In deviation from the company standard, the division-head decided to introduce the project management method Critical Chain Project Management (CCPM), based on the “Theory of Constraints (ToC)” across all departments and projects, including our project.

As it also turned out that using the method got in the way of coordinating milestones - and we had a significant amount of them - with other departments and projects I requested to be released from using this method.

Fortunately after a few months my requests were granted.

Planning

In MS-Project I created detailed project plans based on estimates from the project team members. We had regular planning meetings during the course of the project. Employees were scheduled at task level and the workload of individual employees was balanced, taking vacation and other absences into account. This resulted in a coherent and reliable plan.

Task Management / Manager

While the experiment with CCPM presented additional challenges to the project, it also had one very positive spinoff - namely that it provided us the role of “task manager”

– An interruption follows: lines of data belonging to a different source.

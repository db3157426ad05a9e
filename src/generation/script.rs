//! PBS Job Script Rendering
//!
//! Builds the text of one `cuffdiff` job script. Rendering is pure; the
//! generator decides where the text ends up.

use std::path::Path;

use crate::experiment::{Experiment, Group};
use crate::paths::join_clean;

/// Subdirectory of the project root holding job scripts and their logs.
pub const LOG_DIR: &str = "log";

/// Permissions for a newly created log directory.
pub const LOG_DIR_MODE: u32 = 0o774;

/// Alignment output produced for every sample by the upstream aligner.
pub const ALIGNMENT_FILE: &str = "accepted_hits.bam";

/// Scheduler queue every job is submitted to.
pub const PBS_QUEUE: &str = "high";

/// Resource request: one node, one processor.
pub const PBS_RESOURCES: &str = "nodes=1:ppn=1";

/// Jobs may be rerun by the scheduler.
pub const PBS_RERUNNABLE: &str = "y";

/// Name of the directory cuffdiff writes into, relative to the project root.
pub fn output_dir_name(case: &str, control: &str) -> String {
    format!("{}_{}_DEG", case, control)
}

/// File name of the job script for one comparison.
pub fn script_file_name(case: &str, control: &str) -> String {
    format!("batch_DEG_{}_{}.pbs", case, control)
}

/// Scheduler job name, also the stem of the stdout/stderr logs.
pub fn job_name(case: &str, control: &str) -> String {
    format!("DEG_{}_{}", case, control)
}

/// Comma-joined alignment file paths for every sample of `group`, in order.
pub fn alignment_paths(group: &Group, project_root: &str) -> String {
    group
        .samples
        .iter()
        .map(|sample| {
            join_clean(project_root, [sample.as_str(), ALIGNMENT_FILE])
                .display()
                .to_string()
        })
        .collect::<Vec<_>>()
        .join(",")
}

/// Renders the full job script for `case` against `control`.
///
/// `output_dir` is the absolute directory cuffdiff should write into.
pub fn render_job_script(
    experiment: &Experiment,
    case: &Group,
    control: &Group,
    output_dir: &Path,
    user: &str,
) -> String {
    let root = &experiment.project_root;
    let name = job_name(&case.name, &control.name);

    let mut script = String::new();
    script.push_str(&format!("#PBS -N {}\n", name));
    script.push_str(&format!("#PBS -o {}/{}/{}.out\n", root, LOG_DIR, name));
    script.push_str(&format!("#PBS -e {}/{}/{}.err\n", root, LOG_DIR, name));
    script.push_str(&format!("#PBS -l {}\n", PBS_RESOURCES));
    script.push_str(&format!("#PBS -q {}\n", PBS_QUEUE));
    script.push_str(&format!("#PBS -r {}\n", PBS_RERUNNABLE));
    script.push_str(&format!("#PBS -u {}\n", user));
    script.push('\n');
    script.push_str(&format!(
        "{} --no-update-check -o {} -b {} -u {} {} {}\n",
        experiment.cuffdiff_exec,
        output_dir.display(),
        experiment.genome_btw_idx,
        experiment.tranx_btw_idx,
        alignment_paths(case, root),
        alignment_paths(control, root),
    ));

    script
}

#[cfg(test)]
mod tests {
    use super::*;
    use std::path::PathBuf;

    fn experiment() -> Experiment {
        Experiment {
            project_root: "/home/sam/GoTest".to_string(),
            groups: vec![Group::new("A", ["s1", "s2"]), Group::new("B", ["s3"])],
            cuffdiff_exec: "/online/software/cuffdiff".to_string(),
            genome_btw_idx: "/online/genome/hg19".to_string(),
            gtf_path: "/online/genome/hg19.gtf".to_string(),
            tranx_btw_idx: "/online/genome/hg19_tranx".to_string(),
            ..Experiment::default()
        }
    }

    #[test]
    fn test_names() {
        assert_eq!(output_dir_name("A", "B"), "A_B_DEG");
        assert_eq!(script_file_name("A", "B"), "batch_DEG_A_B.pbs");
        assert_eq!(job_name("A", "B"), "DEG_A_B");
    }

    #[test]
    fn test_alignment_paths_keep_sample_order() {
        let group = Group::new("C", ["s5", "s4"]);
        assert_eq!(
            alignment_paths(&group, "/data/"),
            "/data/s5/accepted_hits.bam,/data/s4/accepted_hits.bam"
        );
    }

    #[test]
    fn test_alignment_paths_rooted_sample_id() {
        let group = Group::new("A", ["/s1", "s2"]);
        assert_eq!(
            alignment_paths(&group, "/proj"),
            "/proj/s1/accepted_hits.bam,/proj/s2/accepted_hits.bam"
        );
    }

    #[test]
    fn test_alignment_paths_empty_group() {
        let group = Group::new("E", Vec::<String>::new());
        assert_eq!(alignment_paths(&group, "/data"), "");
    }

    #[test]
    fn test_render_job_script_exact() {
        let experiment = experiment();
        let script = render_job_script(
            &experiment,
            &experiment.groups[0],
            &experiment.groups[1],
            &PathBuf::from("/home/sam/GoTest/A_B_DEG"),
            "sam",
        );

        let expected = "\
#PBS -N DEG_A_B
#PBS -o /home/sam/GoTest/log/DEG_A_B.out
#PBS -e /home/sam/GoTest/log/DEG_A_B.err
#PBS -l nodes=1:ppn=1
#PBS -q high
#PBS -r y
#PBS -u sam

/online/software/cuffdiff --no-update-check -o /home/sam/GoTest/A_B_DEG -b /online/genome/hg19 -u /online/genome/hg19_tranx /home/sam/GoTest/s1/accepted_hits.bam,/home/sam/GoTest/s2/accepted_hits.bam /home/sam/GoTest/s3/accepted_hits.bam
";
        assert_eq!(script, expected);
    }

    #[test]
    fn test_render_directive_count() {
        let experiment = experiment();
        let script = render_job_script(
            &experiment,
            &experiment.groups[1],
            &experiment.groups[0],
            &PathBuf::from("/out"),
            "u",
        );

        let lines: Vec<&str> = script.lines().collect();
        assert_eq!(lines.iter().filter(|l| l.starts_with("#PBS ")).count(), 7);
        assert_eq!(lines.len(), 9);
        assert_eq!(lines[7], "");
        assert!(lines[8].starts_with("/online/software/cuffdiff --no-update-check -o /out "));
    }
}
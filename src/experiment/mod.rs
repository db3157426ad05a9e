//! Experiment Description Module
//!
//! Loading and querying the declarative description of an experiment:
//! its project root, sample groups, comparisons and tool locations.
//!
//! # Structure
//!
//! - [`model`]: Data structures and the load lifecycle
//! - [`parser`]: JSON/YAML document reading

pub mod model;
pub mod parser;

pub use model::{Comparison, Experiment, ExperimentDescription, Group, LoadState};
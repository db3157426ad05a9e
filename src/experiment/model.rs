//! Experiment Data Model
//!
//! Sample groups, the comparisons between them, and the tool locations
//! needed to run a differential-expression analysis.
//!
//! # Example JSON Format
//!
//! ```json
//! {
//!   "projectPath": "/home/sam/GoTest",
//!   "groups": [
//!     { "name": "Oh-U", "samples": ["CHG016348", "CHG016351"] },
//!     { "name": "Oh-M", "samples": ["CHG016349", "CHG016352"] }
//!   ],
//!   "comparisons": [
//!     { "case": "Oh-U", "control": "Oh-M" }
//!   ],
//!   "cuffdiffExec": "/online/software/cuffdiff",
//!   "genomeBtwIdx": "/online/genome/hg19",
//!   "gtfPath": "/online/genome/hg19.gtf",
//!   "tranxBtwIdx": "/online/genome/hg19_tranx"
//! }
//! ```

use std::path::{Path, PathBuf};

use log::{debug, info};
use serde::Deserialize;

use super::parser;
use crate::error::{BatchError, Result};
use crate::paths::absolute_clean;

/// A named set of samples forming one biological condition.
#[derive(Deserialize, Debug, Clone, Default, PartialEq, Eq)]
pub struct Group {
    #[serde(default)]
    pub name: String,

    /// Sample identifiers, each naming a per-sample directory under the project root
    #[serde(default)]
    pub samples: Vec<String>,
}

impl Group {
    pub fn new<I, S>(name: impl Into<String>, samples: I) -> Self
    where
        I: IntoIterator<Item = S>,
        S: Into<String>,
    {
        Self {
            name: name.into(),
            samples: samples.into_iter().map(Into::into).collect(),
        }
    }
}

/// A case group contrasted against a control group, both referenced by name.
#[derive(Deserialize, Debug, Clone, Default, PartialEq, Eq)]
pub struct Comparison {
    #[serde(default, rename = "case")]
    pub case_group: String,

    #[serde(default, rename = "control")]
    pub control_group: String,
}

impl Comparison {
    pub fn new(case_group: impl Into<String>, control_group: impl Into<String>) -> Self {
        Self {
            case_group: case_group.into(),
            control_group: control_group.into(),
        }
    }
}

/// Content of a description document.
///
/// Missing fields fall back to empty values and unknown fields are
/// ignored; the only check applied is the group lookup at generation time.
#[derive(Deserialize, Debug, Clone, Default, PartialEq, Eq)]
#[serde(rename_all = "camelCase")]
pub struct Experiment {
    #[serde(default, rename = "projectPath")]
    pub project_root: String,

    #[serde(default)]
    pub groups: Vec<Group>,

    #[serde(default)]
    pub comparisons: Vec<Comparison>,

    /// Absolute path of the cuffdiff executable
    #[serde(default)]
    pub cuffdiff_exec: String,

    #[serde(default)]
    pub genome_btw_idx: String,

    #[serde(default)]
    pub gtf_path: String,

    #[serde(default)]
    pub tranx_btw_idx: String,
}

impl Experiment {
    /// Returns the first group whose name matches exactly.
    ///
    /// Duplicate names are allowed; later duplicates are never returned.
    pub fn resolve_group(&self, name: &str) -> Result<&Group> {
        self.groups
            .iter()
            .find(|g| g.name == name)
            .ok_or_else(|| BatchError::GroupNotFound(name.to_string()))
    }

    /// Resolves one comparison into its (case, control) groups.
    pub fn resolve_comparison(&self, comparison: &Comparison) -> Result<(&Group, &Group)> {
        let case = self.resolve_group(&comparison.case_group)?;
        let control = self.resolve_group(&comparison.control_group)?;
        Ok((case, control))
    }
}

/// Whether the document behind a description has been read yet.
#[derive(Debug, Clone, PartialEq, Eq)]
pub enum LoadState {
    Unloaded,
    Loaded(Experiment),
}

/// An experiment description bound to the document it comes from.
///
/// Starts out [`LoadState::Unloaded`] holding only the path the caller
/// gave; [`load`](Self::load) swaps in the absolute, cleaned path and
/// the parsed content in one step.
#[derive(Debug, Clone, PartialEq, Eq)]
pub struct ExperimentDescription {
    source_path: PathBuf,
    state: LoadState,
}

impl ExperimentDescription {
    /// Creates an unloaded description for `source_path`.
    pub fn new(source_path: impl Into<PathBuf>) -> Self {
        Self {
            source_path: source_path.into(),
            state: LoadState::Unloaded,
        }
    }

    /// Creates and loads a description in one call.
    pub fn open(source_path: impl Into<PathBuf>) -> Result<Self> {
        let mut description = Self::new(source_path);
        description.load()?;
        Ok(description)
    }

    /// Wraps content that is already in memory as a loaded description.
    pub fn from_experiment(source_path: impl Into<PathBuf>, experiment: Experiment) -> Self {
        Self {
            source_path: source_path.into(),
            state: LoadState::Loaded(experiment),
        }
    }

    /// Reads and parses the source document.
    ///
    /// Calling this on a description that is already loaded does nothing
    /// and succeeds without touching the file again. On failure the
    /// description stays unloaded with its original path.
    pub fn load(&mut self) -> Result<&Experiment> {
        if let LoadState::Unloaded = self.state {
            let (path, experiment) = read_source(&self.source_path)?;
            self.source_path = path;
            self.state = LoadState::Loaded(experiment);
        } else {
            debug!(
                "Description {} already loaded, skipping",
                self.source_path.display()
            );
        }

        match &self.state {
            LoadState::Loaded(experiment) => Ok(experiment),
            LoadState::Unloaded => Err(BatchError::NotFound {
                path: self.source_path.clone(),
            }),
        }
    }

    pub fn is_loaded(&self) -> bool {
        matches!(self.state, LoadState::Loaded(_))
    }

    /// Source path; absolute and cleaned once loaded.
    pub fn source_path(&self) -> &Path {
        &self.source_path
    }

    pub fn state(&self) -> &LoadState {
        &self.state
    }

    /// Parsed content, if loaded.
    pub fn experiment(&self) -> Option<&Experiment> {
        match &self.state {
            LoadState::Loaded(experiment) => Some(experiment),
            LoadState::Unloaded => None,
        }
    }

    /// Looks up a group by name; an unloaded description has no groups.
    pub fn resolve_group(&self, name: &str) -> Result<&Group> {
        match &self.state {
            LoadState::Loaded(experiment) => experiment.resolve_group(name),
            LoadState::Unloaded => Err(BatchError::GroupNotFound(name.to_string())),
        }
    }
}

/// Canonicalizes `path` and parses the document it names.
fn read_source(path: &Path) -> Result<(PathBuf, Experiment)> {
    if !path.exists() {
        return Err(BatchError::NotFound {
            path: path.to_path_buf(),
        });
    }

    let absolute = absolute_clean(path)?;
    info!("Loading description from: {}", absolute.display());

    let experiment = parser::read_document(&absolute)?;

    info!(
        "Parsed {} groups, {} comparisons",
        experiment.groups.len(),
        experiment.comparisons.len()
    );

    Ok((absolute, experiment))
}
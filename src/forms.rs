//! Raw text input for creating profiles and workouts.
//!
//! Front ends fill one of these forms field by field and call `validate`
//! to get typed values. All checks happen here so the model never sees
//! half-parsed input.

use std::str::FromStr;

use crate::error::ValidationError;
use crate::models::{UserProfile, WorkoutRecord};

#[derive(Debug, Clone, Default)]
pub struct ProfileForm {
    pub name: String,
    pub age: String,
    pub weight: String,
}

impl ProfileForm {
    pub fn validate(&self) -> Result<UserProfile, ValidationError> {
        let name = required("name", &self.name)?;
        let age = required("age", &self.age)?;
        let weight = required("weight", &self.weight)?;

        let age = number("age", age)?;
        let weight = number("weight", weight)?;
        Ok(UserProfile::new(name, age, weight))
    }
}

#[derive(Debug, Clone, Default)]
pub struct WorkoutForm {
    pub date: String,
    pub exercise_type: String,
    pub duration: String,
    pub calories_burned: String,
}

impl WorkoutForm {
    pub fn validate(&self) -> Result<WorkoutRecord, ValidationError> {
        let date = required("date", &self.date)?;
        let exercise_type = required("exercise_type", &self.exercise_type)?;
        let duration = required("duration", &self.duration)?;
        let calories = required("calories_burned", &self.calories_burned)?;

        let duration = number("duration", duration)?;
        let calories = number("calories_burned", calories)?;
        Ok(WorkoutRecord::new(date, exercise_type, duration, calories))
    }
}

fn required<'a>(field: &'static str, raw: &'a str) -> Result<&'a str, ValidationError> {
    let value = raw.trim();
    if value.is_empty() {
        return Err(ValidationError::MissingField { field });
    }
    Ok(value)
}

fn number<T: FromStr>(field: &'static str, raw: &str) -> Result<T, ValidationError> {
    raw.parse().map_err(|_| ValidationError::InvalidNumber {
        field,
        value: raw.to_string(),
    })
}
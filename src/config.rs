//! Environment-driven settings. Command-line flags override these.

use std::env;
use std::path::PathBuf;

pub const DATA_FILE_VAR: &str = "FITNESS_TRACKER_DATA";
pub const LOG_FILTER_VAR: &str = "FITNESS_TRACKER_LOG";

pub const DEFAULT_DATA_FILE: &str = "workouts.txt";
pub const DEFAULT_LOG_FILTER: &str = "info";

#[derive(Debug, Clone, PartialEq)]
pub struct TrackerConfig {
    /// Workout file used when no path is given on the command line.
    pub data_file: PathBuf,
    /// `tracing` filter directive.
    pub log_filter: String,
}

impl Default for TrackerConfig {
    fn default() -> Self {
        Self {
            data_file: PathBuf::from(DEFAULT_DATA_FILE),
            log_filter: DEFAULT_LOG_FILTER.to_string(),
        }
    }
}

impl TrackerConfig {
    pub fn from_env() -> Self {
        Self::from_lookup(|key| env::var(key).ok())
    }

    /// Builds the config from any key lookup; blank values count as unset.
    pub fn from_lookup(lookup: impl Fn(&str) -> Option<String>) -> Self {
        let get = |key: &str| lookup(key).filter(|v| !v.trim().is_empty());
        let defaults = Self::default();

        Self {
            data_file: get(DATA_FILE_VAR)
                .map(PathBuf::from)
                .unwrap_or(defaults.data_file),
            log_filter: get(LOG_FILTER_VAR).unwrap_or(defaults.log_filter),
        }
    }

    pub fn with_data_file(mut self, path: Option<PathBuf>) -> Self {
        if let Some(path) = path {
            self.data_file = path;
        }
        self
    }

    pub fn with_verbose(mut self, verbose: bool) -> Self {
        if verbose {
            self.log_filter = "debug".to_string();
        }
        self
    }
}
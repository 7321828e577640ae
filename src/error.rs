//! Error types for the tracker core.

use std::path::PathBuf;

use thiserror::Error;

/// Rejected form input, raised before anything reaches a profile.
#[derive(Debug, Clone, PartialEq, Eq, Error)]
pub enum ValidationError {
    /// A required field was left empty.
    #[error("{field} is required")]
    MissingField { field: &'static str },

    /// A numeric field did not parse.
    #[error("{field} must be a number, got {value:?}")]
    InvalidNumber { field: &'static str, value: String },
}

/// Why a stored workout line was rejected.
#[derive(Debug, Clone, PartialEq, Eq, Error)]
pub enum ParseErrorKind {
    #[error("expected 4 comma-separated fields, found {found}")]
    FieldCount { found: usize },

    #[error("{field} is not a non-negative integer: {value:?}")]
    InvalidInteger { field: &'static str, value: String },
}

/// Errors surfaced by profile and storage operations.
#[derive(Debug, Error)]
pub enum TrackerError {
    #[error(transparent)]
    Validation(#[from] ValidationError),

    /// The file to load does not exist.
    #[error("file not found: {}", path.display())]
    NotFound { path: PathBuf },

    /// The file could not be opened, read, or written.
    #[error("I/O error on {}: {source}", path.display())]
    Io {
        path: PathBuf,
        #[source]
        source: std::io::Error,
    },

    /// A stored line is malformed. `line` is 1-based.
    #[error("{}:{line}: {kind}", path.display())]
    Parse {
        path: PathBuf,
        line: usize,
        kind: ParseErrorKind,
    },

    /// A JSON workout document could not be encoded or decoded.
    #[error("JSON error on {}: {source}", path.display())]
    Json {
        path: PathBuf,
        #[source]
        source: serde_json::Error,
    },

    /// A workout command was issued before any profile was created.
    #[error("no user profile has been created")]
    NoProfile,
}

impl TrackerError {
    pub fn io(path: impl Into<PathBuf>, source: std::io::Error) -> Self {
        Self::Io {
            path: path.into(),
            source,
        }
    }

    /// Maps an I/O error on `path`, turning `NotFound` into its own variant.
    pub fn from_io(path: impl Into<PathBuf>, source: std::io::Error) -> Self {
        let path = path.into();
        if source.kind() == std::io::ErrorKind::NotFound {
            Self::NotFound { path }
        } else {
            Self::Io { path, source }
        }
    }
}

/// Result type for tracker operations.
pub type TrackerResult<T> = Result<T, TrackerError>;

In CCPM, this person monitors all tasks - especially the critical ones - in order to remove blockages preventing their completion. We kept this role even after the end of the method-experiment because it turned out to be particularly helpful given the enormous number of open tasks at any given point in time.

The task manager continuously and relentlessly “chased” those responsible for every task and every to-do. On top of that we went through the entire list twice a week with all project teamleads. All in all this proved to be very effective.

Issue and Risk Management

Issues were continuously tracked, as well as resulting tasks and to-dos. On a regular basis we held “Risk Brainstorm Meetings”. The identified risks were assigned measures or tasks. Risk status was actively monitored. This meant that many problems could be prevented and the team was able to respond to issues more quickly and adequately because the team had anticipated their possible occurrence.

Status Reporting

According to Prince2 specifications, status was reported using a Project Status Report (PSR). This was created every two weeks and discussed in the steering committee. This reported in detail about:

  • Significant results since last report

  • Next steps/expected results in the coming reporting period

  • Status of the individual milestones

  • Issues

  • Key risks

  • Project finances

Projekt Controlling

The project management tool “Clarity” was introduced to establish company-wide, uniform project controlling. The MS Project plans were imported here for resource management. The milestones have also been adopted here. In addition to the PSR, I had to report bi-weekly milestones in Clarity.

In order to always be able to provide information about financial planning, I created a detailed spreadsheet-based system, which was maintained by the project’sPMO employee:

  • There were Excel timesheets for each employee in which their tasks with start and end dates were copied from the MS Project Plan.

  • In addition to the hours worked, employees also entered comments on their tasks and plans each week.

  • The reported hours were imported/adopted by the PMO in the Project Controlling Spreadsheet.

Based on this, budget planning was monitored and financial reports were created in Clarity.

Programm Management

Additional status reporting

The customer used Clarity for its program management as well.

As part of this, weekly project reporting consisting of a Powerpoint slide was introduced, which was uploaded to Clarity. From this, the program office then semi-automatically compiled an overall report on all 100 or so projects for the program management called the IT Decision Committee (ITDC). The highest management level (CIO of the bank) was represented here.

The effectiveness of this reporting proved itself as on multiple occasion questions from the ITDC where immediately and directly addressed to the project based on this reporting while herewith skipping two or three hierarchy levels.

Test

The test team worked according to the T-MAP methodology. The essence of this was that a risk analysis was carried out for each release, involving subject matter experts from the business departments, and that, based on this, focal points in the test scenarios and test cases were determined. This worked really well.